Your four points basically sum up my questions perfectly. I assume that the integers in question double as names for algebraic structures, and that e.g. ##8## and ##\bar{8}## would be two different structures corresponding to ##x = 8##. Would this make sense?
 
  • #4
So, as far as I understand, ##\wedge^2(x)## would be the algebra of bivectors ##u \wedge v##, for ##u## and ##v## of dimension ##x##. Does this sound like a meaningful statement?
 
  • #5
Where did you get it from? The matrix decomposition appears to be the right starting point, but it all depends on how the basis vectors are chosen and which part operates how on the others. For e.g. how is the embedding
$$
\mathfrak{o}(m-x,n-x) \subseteq \mathfrak{o}(m,n)
$$
defined? It all looks as if taken from the canonical representation of ##\mathfrak{o}(m,n)## on ##\mathbb{R}^n## or ##\mathbb{R}^m## or ##\mathbb{R}^{n+m}.## You haven't told us which convention was used by writing ##\mathfrak{o}(m,n).## Which is the bilinear form that defines orthogonality?
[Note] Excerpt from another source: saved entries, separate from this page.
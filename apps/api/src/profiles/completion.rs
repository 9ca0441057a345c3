use serde::{Deserialize, Serialize};

use crate::models::profile::SeekerProfile;

/// How many credential rows a seeker has, alongside the profile row itself.
#[derive(Debug, Clone, Copy, Default, PartialEq, Eq)]
pub struct CredentialCounts {
    pub skills: usize,
    pub education: usize,
    pub certifications: usize,
}

#[derive(Debug, Clone, Serialize, Deserialize, PartialEq)]
pub struct ProfileCompletion {
    /// 0 to 100
    pub percent: i32,
    pub missing: Vec<String>,
}

/// Stored on the seeker row at sign-up, when only the name is known.
pub const SIGNUP_COMPLETION: i32 = 20;

const FIELD_WEIGHTS: &[(&str, i32)] = &[
    ("full_name", 20),
    ("phone", 10),
    ("location", 10),
    ("preferred_job_type", 5),
    ("preferred_shift", 5),
    ("years_experience", 10),
    ("bio", 5),
    ("resume_url", 10),
    ("skills", 10),
    ("education", 10),
    ("certifications", 5),
];

fn filled(value: &Option<String>) -> bool {
    value.as_deref().is_some_and(|v| !v.trim().is_empty())
}

fn is_filled(field: &str, profile: &SeekerProfile, counts: CredentialCounts) -> bool {
    match field {
        "full_name" => !profile.full_name.trim().is_empty(),
        "phone" => filled(&profile.phone),
        "location" => filled(&profile.location),
        "preferred_job_type" => filled(&profile.preferred_job_type),
        "preferred_shift" => filled(&profile.preferred_shift),
        "years_experience" => profile.years_experience > 0,
        "bio" => filled(&profile.bio),
        "resume_url" => filled(&profile.resume_url),
        "skills" => counts.skills > 0,
        "education" => counts.education > 0,
        "certifications" => counts.certifications > 0,
        _ => false,
    }
}

pub fn compute_completion(profile: &SeekerProfile, counts: CredentialCounts) -> ProfileCompletion {
    let mut percent = 0;
    let mut missing = Vec::new();

    for (field, weight) in FIELD_WEIGHTS {
        if is_filled(field, profile, counts) {
            percent += weight;
        } else {
            missing.push(field.to_string());
        }
    }

    ProfileCompletion {
        percent: percent.clamp(0, 100),
        missing,
    }
}

#[cfg(test)]
mod tests {
    use super::*;
    use crate::models::profile::fixtures;
    use uuid::Uuid;

    #[test]
    fn test_weights_sum_to_one_hundred() {
        let total: i32 = FIELD_WEIGHTS.iter().map(|(_, w)| w).sum();
        assert_eq!(total, 100);
    }

    #[test]
    fn test_fresh_signup_scores_what_signup_stores() {
        let profile = fixtures::seeker(Uuid::nil(), "Meera Nair");
        let completion = compute_completion(&profile, CredentialCounts::default());
        assert_eq!(completion.percent, SIGNUP_COMPLETION);
        assert_eq!(completion.percent, profile.profile_completion);
        assert!(!completion.missing.contains(&"full_name".to_string()));
        assert!(completion.missing.contains(&"resume_url".to_string()));
    }

    #[test]
    fn test_complete_profile_scores_full() {
        let profile = SeekerProfile {
            phone: Some("+91 98200 00000".to_string()),
            location: Some("Vadodara".to_string()),
            preferred_job_type: Some("full-time".to_string()),
            preferred_shift: Some("day".to_string()),
            years_experience: 4,
            bio: Some("Certified welder".to_string()),
            resume_url: Some("https://files.example.com/cv.pdf".to_string()),
            ..fixtures::seeker(Uuid::nil(), "Meera Nair")
        };
        let counts = CredentialCounts {
            skills: 3,
            education: 1,
            certifications: 2,
        };
        let completion = compute_completion(&profile, counts);
        assert_eq!(completion.percent, 100);
        assert!(completion.missing.is_empty());
    }

    #[test]
    fn test_whitespace_fields_count_as_missing() {
        let profile = SeekerProfile {
            bio: Some("   ".to_string()),
            ..fixtures::seeker(Uuid::nil(), "Meera Nair")
        };
        let completion = compute_completion(&profile, CredentialCounts::default());
        assert!(completion.missing.contains(&"bio".to_string()));
    }
}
Your question about ##9\otimes (5\oplus \bar 5)## is legit and I expected it to be answered in your sources. Without additional information, I would read it as ##\mathbb{R}^9\otimes (\mathbb{R}^5 \oplus \mathbb{R}^5).##
 
  • #6
fresh_42 said:
You haven't told us which convention was used by writing ##\mathfrak{o}(m,n).## Which is the bilinear form that defines orthogonality?
Thanks for pointing out the missing information. The basis in question is such that the full ##\mathfrak{o}(m+n-x,m+n-x) \equiv \mathfrak{o}(d,d)## metric representative has the block off-diagonal form
$$\eta = \begin{pmatrix} 0 & I_d \\ I_d & 0 \end{pmatrix}$$
(where the block ##I_d## is the ##d \times d## identity matrix). I guess I should also have written out the corresponding full ##\mathfrak{o}(m,n) \oplus \mathfrak{o}(n-x,m-x)## matrix decomposition, i.e.
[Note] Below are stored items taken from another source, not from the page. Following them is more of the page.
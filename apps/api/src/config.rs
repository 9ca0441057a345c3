use anyhow::{Context, Result};

/// Application configuration loaded from environment variables.
/// Startup fails if required variables are missing.
#[derive(Debug, Clone)]
pub struct Config {
    pub database_url: String,
    /// Base URL of the GoTrue-compatible identity provider, without `/auth/v1`.
    pub auth_url: String,
    pub auth_anon_key: String,
    /// Where password reset emails send the user back to.
    pub site_url: String,
    pub port: u16,
    pub rust_log: String,
}

impl Config {
    pub fn from_env() -> Result<Self> {
        dotenvy::dotenv().ok(); // load .env if present; ignore if missing

        Ok(Config {
            database_url: require_env("DATABASE_URL")?,
            auth_url: require_env("AUTH_URL")?
                .trim_end_matches('/')
                .to_string(),
            auth_anon_key: require_env("AUTH_ANON_KEY")?,
            site_url: std::env::var("SITE_URL")
                .unwrap_or_else(|_| "http://localhost:5173".to_string()),
            port: std::env::var("PORT")
                .unwrap_or_else(|_| "8080".to_string())
                .parse::<u16>()
                .context("PORT must be a valid port number")?,
            rust_log: std::env::var("RUST_LOG").unwrap_or_else(|_| "info".to_string()),
        })
    }
}

fn require_env(key: &str) -> Result<String> {
    std::env::var(key).with_context(|| format!("Required environment variable '{key}' is not set"))
}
$$\left(\begin{array}{ccc|c|c|ccc} & & & & & & & \\ & A & & E & F & & & \\ & & & & & & & \\\hline & G & & B & C & & I & \\\hline & H & & D & B & & J & \\\hline & & & & & & & \\ & & & K & L & & A & \\ & & & & & & & \end{array}\right)$$
Here, as before, the ##A## blocks correspond to the ##\mathfrak{o}(n-x,m-x)## part, the ##B## blocks to the ##\mathfrak{gl}(x)## part, and the whole piece from my original post above corresponds, again, to ##\mathfrak{o}(m,n)##.

So, we have something like an embedding
$$\mathfrak{o}(m,n) \oplus \mathfrak{o}(n-x,m-x) \subseteq \mathfrak{o}(d,d)$$
in which, in turn, we have
$$\mathfrak{o}(n-x,m-x) \oplus \mathfrak{gl}(x) \subseteq \mathfrak{o}(m,n)$$
Now, what I want to understand is the meaning of the direct sum terms ##\wedge^2(x)## and ##(m+n-2x) \otimes (x \oplus \bar{x}) = (d-x) \otimes (x \oplus \bar{x})## in my original post, and how these correspond to, respectively, the ##C## & ##D##, and the ##E##, ##F##, ##G## & ##H## (and also ##I##, ##J##, ##K## & ##L##) blocks in the schematical matrix.
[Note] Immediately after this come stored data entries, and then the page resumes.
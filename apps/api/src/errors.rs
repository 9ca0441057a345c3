use axum::{
    http::StatusCode,
    response::{IntoResponse, Response},
    Json,
};
use serde_json::json;
use thiserror::Error;

use crate::identity::IdentityError;

/// Application-level error type.
/// Implements `IntoResponse` so Axum handlers can return `Result<T, AppError>`.
#[derive(Debug, Error)]
pub enum AppError {
    #[error("Not found: {0}")]
    NotFound(String),

    #[error("Validation error: {0}")]
    Validation(String),

    #[error("Conflict: {0}")]
    Conflict(String),

    /// The identity provider rejected the credentials or the request.
    #[error("Authentication failed: {0}")]
    Authentication(String),

    #[error("Unauthorized")]
    Unauthorized,

    #[error("Forbidden: {0}")]
    Forbidden(String),

    /// The identity exists but owns neither a seeker nor an employer profile.
    #[error("No profile found for identity {0}")]
    RoleUndetermined(uuid::Uuid),

    #[error("Database error: {0}")]
    Database(#[from] sqlx::Error),

    #[error("Identity provider unavailable: {0}")]
    IdentityUnavailable(String),

    #[error("Internal server error: {0}")]
    Internal(#[from] anyhow::Error),
}

impl From<IdentityError> for AppError {
    fn from(err: IdentityError) -> Self {
        match err {
            IdentityError::Rejected { message, .. } => AppError::Authentication(message),
            IdentityError::InvalidToken => AppError::Unauthorized,
            other => AppError::IdentityUnavailable(other.to_string()),
        }
    }
}

impl AppError {
    /// Whether the client may reasonably retry the same request later.
    pub fn is_retryable(&self) -> bool {
        matches!(
            self,
            AppError::Database(_) | AppError::IdentityUnavailable(_)
        )
    }
}

impl IntoResponse for AppError {
    fn into_response(self) -> Response {
        let retryable = self.is_retryable();
        let (status, code, message) = match &self {
            AppError::NotFound(msg) => (StatusCode::NOT_FOUND, "NOT_FOUND", msg.clone()),
            AppError::Validation(msg) => (StatusCode::BAD_REQUEST, "VALIDATION_ERROR", msg.clone()),
            AppError::Conflict(msg) => (StatusCode::CONFLICT, "CONFLICT", msg.clone()),
            AppError::Authentication(msg) => (
                StatusCode::UNAUTHORIZED,
                "AUTHENTICATION_FAILED",
                msg.clone(),
            ),
            AppError::Unauthorized => (
                StatusCode::UNAUTHORIZED,
                "UNAUTHORIZED",
                "Authentication required".to_string(),
            ),
            AppError::Forbidden(msg) => (StatusCode::FORBIDDEN, "FORBIDDEN", msg.clone()),
            AppError::RoleUndetermined(id) => {
                tracing::error!("Identity {id} has neither a seeker nor an employer profile");
                (
                    StatusCode::CONFLICT,
                    "ROLE_UNDETERMINED",
                    "Your account has no profile. Please contact support.".to_string(),
                )
            }
            AppError::Database(e) => {
                tracing::error!("Database error: {e}");
                (
                    StatusCode::INTERNAL_SERVER_ERROR,
                    "DATABASE_ERROR",
                    "A database error occurred".to_string(),
                )
            }
            AppError::IdentityUnavailable(msg) => {
                tracing::error!("Identity provider error: {msg}");
                (
                    StatusCode::BAD_GATEWAY,
                    "IDENTITY_UNAVAILABLE",
                    "The sign-in service is unavailable".to_string(),
                )
            }
            AppError::Internal(e) => {
                tracing::error!("Internal error: {e:?}");
                (
                    StatusCode::INTERNAL_SERVER_ERROR,
                    "INTERNAL_ERROR",
                    "An internal server error occurred".to_string(),
                )
            }
        };

        let body = Json(json!({
            "error": {
                "code": code,
                "message": message,
                "retryable": retryable
            }
        }));

        (status, body).into_response()
    }
}

#[cfg(test)]
mod tests {
    use super::*;

    #[test]
    fn test_rejected_identity_error_becomes_authentication() {
        let err: AppError = IdentityError::Rejected {
            status: 400,
            message: "Invalid login credentials".to_string(),
        }
        .into();
        assert!(matches!(err, AppError::Authentication(ref m) if m == "Invalid login credentials"));
        assert!(!err.is_retryable());
    }

    #[test]
    fn test_invalid_token_becomes_unauthorized() {
        let err: AppError = IdentityError::InvalidToken.into();
        assert!(matches!(err, AppError::Unauthorized));
    }

    #[test]
    fn test_role_undetermined_maps_to_conflict() {
        let resp = AppError::RoleUndetermined(uuid::Uuid::nil()).into_response();
        assert_eq!(resp.status(), StatusCode::CONFLICT);
    }

    #[test]
    fn test_unavailable_provider_is_retryable() {
        let err = AppError::IdentityUnavailable("timeout".to_string());
        assert!(err.is_retryable());
        assert_eq!(err.into_response().status(), StatusCode::BAD_GATEWAY);
    }
}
Please let me know if I missed your point.

As for the "symbolic integer" notation, I have only encountered it before in cases like when you write e.g. ##\mathbf{248} \otimes \mathbf{248} = \mathbf{1} \oplus \mathbf{248} \oplus \mathbf{3875} \oplus \mathbf{27000} \oplus \mathbf{30380}## for ##E_8## etc., but it is all a bit esoteric to me. My advisor just looked at a result I had obtained and used the notation in question to express its constituents. I have no other sources re this notation, but I would love if someone had any tips for further reading on the subject.
 
  • #8
fresh_42 said:
Your question about ##9\otimes (5\oplus \bar 5)## is legit and I expected it to be answered in your sources. Without additional information, I would read it as ##\mathbb{R}^9\otimes (\mathbb{R}^5 \oplus \mathbb{R}^5).##
This is the highest weights and decomposing tensor products into irridusibles. For example for ##\mathfrak{so}(3)## you would have seen ##V_{\frac32}\otimes V_1 = V_{\frac52}\oplus V_{\frac32}\oplus V_{\frac12}##. Which with this notation is ##\bf{\frac32}\otimes\bf{1} = \bf{\frac52}\oplus\bf{\frac32}\oplus\bf{\frac12}##.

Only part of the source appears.